(MATERIAL FOR THIS EXERCISE)

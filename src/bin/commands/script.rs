use std::path::PathBuf;
use std::time::Instant;

use clap::Args;
use lampctl::database::DatabaseRegistry;
use lampctl::{Database, LampConfig, OutputFormat};

use super::{fail, open_registry, print_json};

/// Arguments for the Export command
#[derive(Args)]
pub struct ExportArgs {
    /// Destination script file
    #[clap(value_name = "FILE")]
    pub file: PathBuf,

    /// Export this database instead of the active one
    #[clap(long, short = 'd', value_name = "DB")]
    pub database: Option<String>,
}

/// Arguments for the Import command
#[derive(Args)]
pub struct ImportArgs {
    /// Script file to replay
    #[clap(value_name = "FILE")]
    pub file: PathBuf,

    /// Import into this database instead of the active one
    #[clap(long, short = 'd', value_name = "DB")]
    pub database: Option<String>,
}

fn target(registry: &DatabaseRegistry, name: Option<&str>, output_format: OutputFormat) -> Database {
    match name {
        Some(name) => registry.database(name),
        None => match registry.require_active() {
            Ok(db) => db.clone(),
            Err(e) => fail(e, output_format),
        },
    }
}

pub fn run_export(config: &LampConfig, args: ExportArgs, output_format: OutputFormat) {
    let registry = open_registry(config);
    let db = target(&registry, args.database.as_deref(), output_format);

    let started = Instant::now();
    let statements = match registry.export(&db, &args.file) {
        Ok(n) => n,
        Err(e) => fail(e, output_format),
    };

    if output_format.is_json() {
        print_json(
            &serde_json::json!({
                "database": db.path(),
                "file": args.file,
                "statements": statements,
            }),
            output_format,
        );
    } else {
        println!(
            "Exported {} statements from {} to {} in {:.2?}",
            statements,
            db.name(),
            args.file.display(),
            started.elapsed()
        );
    }
}

pub fn run_import(config: &LampConfig, args: ImportArgs, output_format: OutputFormat) {
    let registry = open_registry(config);
    let db = target(&registry, args.database.as_deref(), output_format);

    let started = Instant::now();
    let statements = match registry.import(&db, &args.file) {
        Ok(n) => n,
        Err(e) => fail(e, output_format),
    };

    if output_format.is_json() {
        print_json(
            &serde_json::json!({
                "database": db.path(),
                "file": args.file,
                "statements": statements,
            }),
            output_format,
        );
    } else {
        println!(
            "Imported {} statements from {} into {} in {:.2?}",
            statements,
            args.file.display(),
            db.name(),
            started.elapsed()
        );
    }
}
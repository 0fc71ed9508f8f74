//! Database module
//!
//! This module provides all database functionality for lampctl, organized into:
//!
//! - **core**: Core database infrastructure (SQLite connections, schema management)
//! - **script**: SQL script dump and restore
//! - **registry**: Active database selection and whole-database operations
//! - **messages**: Access to the application's `messages` table
//!
//! # Architecture
//!
//! ```text
//! database/
//! ├── core/           # Foundation
//! │   ├── connection  # SQLite DatabaseConn wrapper
//! │   └── schema      # Application schema definitions and management
//! │
//! ├── script/         # Portable dumps
//! │   ├── literal     # Value and identifier rendering
//! │   └── codec       # ScriptDocument and SqlScriptCodec
//! │
//! ├── registry        # DatabaseRegistry (create, delete, clear, import, export)
//! └── messages        # MessageRepository
//! ```
//!
//! # Usage
//!
//! ```rust,ignore
//! use lampctl::database::DatabaseRegistry;
//!
//! let mut registry = DatabaseRegistry::open(&config)?;
//! let db = registry.create("staging.db")?;
//! registry.set_active(db.clone())?;
//!
//! // dump to a script and replay it elsewhere
//! registry.export(&db, "/tmp/staging.sql")?;
//! let copy = registry.create("copy.db")?;
//! registry.import(&copy, "/tmp/staging.sql")?;
//! ```

pub mod core;
pub mod messages;
pub mod registry;
pub mod script;

// =============================================================================
// Core types
// =============================================================================

pub use core::{
    DatabaseConn, OpenMode, SchemaDefinitions, SchemaManager, SchemaStatus, SCHEMA_VERSION,
};

// =============================================================================
// Script codec
// =============================================================================

pub use script::{ScriptDocument, SqlScriptCodec, Statement};

// =============================================================================
// Registry and repositories
// =============================================================================

pub use messages::{Message, MessageRepository};
pub use registry::{
    ClearReport, ClearedTable, Database, DatabaseInfo, DatabaseRegistry, TableInfo,
    ACTIVE_STATE_FILE,
};
impl ServerSupervisor {
    pub fn new(options: SupervisorOptions) -> Self {
        Self {
            options,
            shared: Arc::new(Shared {
                inner: Mutex::new(Inner {
                    state: ServerState::Stopped,
                    bind_address: None,
                    pid: None,
                    pgid: None,
                    started_at: None,
                    last_exit: None,
                    generation: 0,
                    exited: true,
                    waiter: None,
                }),
                changed: Condvar::new(),
            }),
        }
    }

    pub fn options(&self) -> &SupervisorOptions {
        &self.options
    }

    /// Current status; never blocks on the process
    pub fn status(&self) -> ServerStatus {
        self.shared.lock().status()
    }

    /// Start the server bound to `bind_address`
    ///
    /// A no-op returning the current status while starting or running.
    /// Returns once the server accepts connections on the bind address or
    /// the startup grace period passes without the process exiting.
    pub fn start(&self, bind_address: &str) -> Result<ServerStatus> {
        let (generation, stale_waiter) = {
            let mut inner = self.shared.lock();
            match inner.state {
                ServerState::Starting | ServerState::Running => {
                    debug!("server already {}, start ignored", inner.state);
                    return Ok(inner.status());
                }
                ServerState::Stopping => {
                    return Err(LampError::InvalidState {
                        operation: "start",
                        state: inner.state.to_string(),
                    });
                }
                ServerState::Stopped | ServerState::Failed => {}
            }

            inner.state = ServerState::Starting;
            inner.bind_address = Some(bind_address.to_string());
            inner.pid = None;
            inner.started_at = None;
            inner.generation += 1;
            (inner.generation, inner.waiter.take())
        };
        if let Some(handle) = stale_waiter {
            let _ = handle.join();
        }

        if let Err(e) = self.spawn(bind_address, generation) {
            self.shared.lock().reset();
            self.shared.changed.notify_all();
            return Err(e);
        }

        self.await_ready(bind_address, generation)
    }

    fn spawn(&self, bind_address: &str, generation: u64) -> Result<()> {
        process::ensure_port_free(bind_address)?;

        let mut child = self.options.command.spawn(bind_address).map_err(|e| {
            LampError::Spawn(format!("{}: {}", self.options.command.program().display(), e))
        })?;
        let pid = child.id();

        {
            let mut inner = self.shared.lock();
            inner.pid = Some(pid);
            inner.pgid = Some(pid);
            inner.started_at = Some(Utc::now());
            inner.exited = false;
        }

        let shared = Arc::clone(&self.shared);
        let waiter = thread::Builder::new()
            .name(format!("lampctl-waiter-{}", pid))
            .spawn(move || {
                let exit = ExitInfo::from_wait(child.wait());
                let mut inner = shared.lock();
                if inner.generation == generation {
                    inner.exited = true;
                    inner.pid = None;
                    match inner.state {
                        ServerState::Starting | ServerState::Running => {
                            error!("server process {} exited unexpectedly: {}", pid, exit);
                            inner.state = ServerState::Failed;
                        }
                        _ => debug!("server process {} exited: {}", pid, exit),
                    }
                    inner.last_exit = Some(exit);
                }
                drop(inner);
                shared.changed.notify_all();
            });

        match waiter {
            Ok(handle) => {
                self.shared.lock().waiter = Some(handle);
                info!("spawned server process {} on {}", pid, bind_address);
                Ok(())
            }
            Err(e) => {
                let _ = process::kill_group(pid);
                Err(LampError::Spawn(format!(
                    "unable to monitor process {}: {}",
                    pid, e
                )))
            }
        }
    }

    fn await_ready(&self, bind_address: &str, generation: u64) -> Result<ServerStatus> {
        let deadline = Instant::now() + self.options.startup_grace;
        let mut ready = false;

        loop {
            if let Some(outcome) = self.startup_outcome(generation, ready) {
                return outcome;
            }

            if process::accepts_connections(bind_address) {
                debug!("server accepts connections on {}", bind_address);
                ready = true;
                continue;
            }

            let now = Instant::now();
            if now >= deadline {
                debug!("startup grace period elapsed for {}", bind_address);
                ready = true;
                continue;
            }
            let pause = READY_POLL_INTERVAL.min(deadline - now);
            let _ = self
                .shared
                .wait_until(pause, |inner| inner.exited || inner.generation != generation);
        }
    }

    /// Settle a pending start, or `None` while still waiting
    fn startup_outcome(&self, generation: u64, ready: bool) -> Option<Result<ServerStatus>> {
        let mut inner = self.shared.lock();
        if inner.generation != generation {
            // a newer start took over after this process had already exited
            return Some(Err(LampError::Spawn(
                "server exited during startup".to_string(),
            )));
        }

        match inner.state {
            ServerState::Failed if inner.exited => {
                let exit = inner
                    .last_exit
                    .as_ref()
                    .map(|e| e.to_string())
                    .unwrap_or_else(|| "unknown exit status".to_string());
                let pgid = inner.pgid;
                inner.reset();
                let waiter = inner.waiter.take();
                drop(inner);
                self.shared.changed.notify_all();
                if let Some(pgid) = pgid {
                    sweep_group(pgid);
                }
                if let Some(handle) = waiter {
                    let _ = handle.join();
                }
                Some(Err(LampError::Spawn(format!(
                    "server exited during startup ({})",
                    exit
                ))))
            }
            ServerState::Starting if ready => {
                inner.state = ServerState::Running;
                info!(
                    "server running (pid {}) on {}",
                    inner.pid.unwrap_or_default(),
                    inner.bind_address.as_deref().unwrap_or_default()
                );
                let status = inner.status();
                drop(inner);
                self.shared.changed.notify_all();
                Some(Ok(status))
            }
            ServerState::Starting => None,
            // stop() reset a start whose process had already failed
            state => Some(Err(LampError::Spawn(format!(
                "server start interrupted, state is {}",
                state
            )))),
        }
    }

    /// Stop the server, gracefully first and forcibly if needed
    ///
    /// A no-op when stopped. Returns only after the process has exited and
    /// been reaped. From `Failed` the supervisor is reset to `Stopped`. A stop
    /// overlapping a pending `start` or another `stop` is rejected.
    pub fn stop(&self) -> Result<ServerStatus> {
        let (pgid, generation) = {
            let mut inner = self.shared.lock();
            match inner.state {
                ServerState::Stopped => return Ok(inner.status()),
                ServerState::Starting | ServerState::Stopping => {
                    return Err(LampError::InvalidState {
                        operation: "stop",
                        state: inner.state.to_string(),
                    });
                }
                ServerState::Failed => {
                    let pgid = inner.pgid;
                    inner.reset();
                    let waiter = inner.waiter.take();
                    let status = inner.status();
                    drop(inner);
                    if let Some(pgid) = pgid {
                        sweep_group(pgid);
                    }
                    if let Some(handle) = waiter {
                        let _ = handle.join();
                    }
                    info!("failed server reset to stopped");
                    return Ok(status);
                }
                ServerState::Running => {}
            }
            inner.state = ServerState::Stopping;

            // a reaped leader's id may already belong to someone else
            if let Some(pgid) = inner.pgid.filter(|_| !inner.exited) {
                info!("stopping server process {}", pgid);
                if let Err(e) = process::terminate_group(pgid) {
                    warn!("failed to signal server process {}: {}", pgid, e);
                }
            }
            (inner.pgid, inner.generation)
        };
        self.shared.changed.notify_all();

        let exited = |inner: &Inner| inner.exited || inner.generation != generation;
        let mut forced = false;

        if let Some(pgid) = pgid {
            let (guard, done) = self.shared.wait_until(self.options.stop_timeout, exited);

            if !done {
                warn!(
                    "server process {} did not exit within {} ms, killing it",
                    pgid,
                    self.options.stop_timeout.as_millis()
                );
                forced = true;
                if let Err(e) = process::kill_group(pgid) {
                    warn!("failed to kill server process {}: {}", pgid, e);
                }
                drop(guard);

                let (mut inner, done) = self.shared.wait_until(KILL_WAIT, exited);
                if !done {
                    // still alive; hand it back to the waiter as a live process
                    inner.state = ServerState::Running;
                    error!("server process {} survived SIGKILL", pgid);
                    return Err(LampError::ProcessTimeout {
                        pid: pgid,
                        waited_ms: (self.options.stop_timeout + KILL_WAIT).as_millis() as u64,
                    });
                }
                drop(inner);
            } else {
                drop(guard);
            }

            sweep_group(pgid);
        }

        let mut inner = self.shared.lock();
        inner.reset();
        if forced {
            if let Some(exit) = inner.last_exit.as_mut() {
                exit.forced = true;
            }
        }
        let waiter = inner.waiter.take();
        let status = inner.status();
        drop(inner);
        self.shared.changed.notify_all();

        if let Some(handle) = waiter {
            let _ = handle.join();
        }
        info!("server stopped");
        Ok(status)
    }

    /// Block until the server is no longer starting or running
    ///
    /// Returns the status once it has stopped or failed, or `None` if
    /// `timeout` passed first. `None` as timeout waits indefinitely.
    pub fn wait_for_exit(&self, timeout: Option<Duration>) -> Option<ServerStatus> {
        let settled = |inner: &Inner| {
            matches!(inner.state, ServerState::Stopped | ServerState::Failed)
        };
        match timeout {
            Some(timeout) => {
                let (inner, done) = self.shared.wait_until(timeout, settled);
                done.then(|| inner.status())
            }
            None => loop {
                let (inner, done) = self.shared.wait_until(Duration::from_secs(3600), settled);
                if done {
                    return Some(inner.status());
                }
            },
        }
    }
}
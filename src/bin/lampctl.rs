#![deny(clippy::unwrap_used)]
#![deny(clippy::expect_used)]

use clap::{Parser, Subcommand};
use lampctl::{LampConfig, OutputFormat};
use tracing_subscriber::EnvFilter;

mod commands;

use commands::config::ConfigArgs;
use commands::database::DatabaseArgs;
use commands::network::IpArgs;
use commands::script::{ExportArgs, ImportArgs};
use commands::server::{ServeArgs, UpArgs};

#[derive(Parser)]
#[clap(author, version, about, long_about = None)]
#[clap(propagate_version = true)]
struct Cli {
    /// configuration file path, by default $HOME/.lampctl/lampctl.toml is used
    #[clap(short, long)]
    config: Option<String>,

    /// Print debug information
    #[clap(long, global = true)]
    debug: bool,

    /// Output format: table (default), markdown, json, json-pretty, text
    #[clap(long, short = 'f', global = true, value_parser = parse_output_format)]
    format: Option<OutputFormat>,

    /// Shortcut for --format json
    #[clap(long, global = true)]
    json: bool,

    #[clap(subcommand)]
    command: Commands,
}

#[derive(Subcommand)]
enum Commands {
    /// Create, select, inspect, clear and delete databases
    Db(DatabaseArgs),

    /// Export the active database to an SQL script
    Export(ExportArgs),

    /// Import an SQL script into the active database
    Import(ImportArgs),

    /// Start the web server and supervise it until Ctrl-C
    Up(UpArgs),

    /// Run the web app in the foreground (this is what `up` spawns)
    Serve(ServeArgs),

    /// Show local and public IP addresses
    Ip(IpArgs),

    /// Show the effective configuration
    Config(ConfigArgs),
}

fn parse_output_format(s: &str) -> Result<OutputFormat, String> {
    s.parse()
}

fn init_logging(debug: bool) {
    let default = if debug { "lampctl=debug" } else { "lampctl=info" };
    let filter = EnvFilter::try_from_default_env().unwrap_or_else(|_| EnvFilter::new(default));

    tracing_subscriber::fmt()
        .with_env_filter(filter)
        .with_writer(std::io::stderr)
        .init();
}

fn main() {
    let cli = Cli::parse();
    init_logging(cli.debug);

    let config = match LampConfig::new(&cli.config) {
        Ok(c) => c,
        Err(e) => {
            eprintln!("ERROR: {}", e);
            std::process::exit(1);
        }
    };

    let output_format = if cli.json {
        OutputFormat::Json
    } else {
        cli.format.unwrap_or_default()
    };

    match cli.command {
        Commands::Db(args) => commands::database::run(&config, args, output_format),
        Commands::Export(args) => commands::script::run_export(&config, args, output_format),
        Commands::Import(args) => commands::script::run_import(&config, args, output_format),
        Commands::Up(args) => commands::server::run_up(&config, args, output_format),
        Commands::Serve(args) => commands::server::run_serve(&config, args),
        Commands::Ip(args) => commands::network::run(&config, args, output_format),
        Commands::Config(args) => commands::config::run(&config, args, output_format),
    }
}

(End MATERIAL FOR THIS EXERCISE)

» **TO DO**: Go through the listing above and return every line where the word "pending" occurs.

» **RESULT OF THE EXERCISE**:
    /// Settle a pending start, or `None` while still waiting
    /// overlapping a pending `start` or another `stop` is rejected.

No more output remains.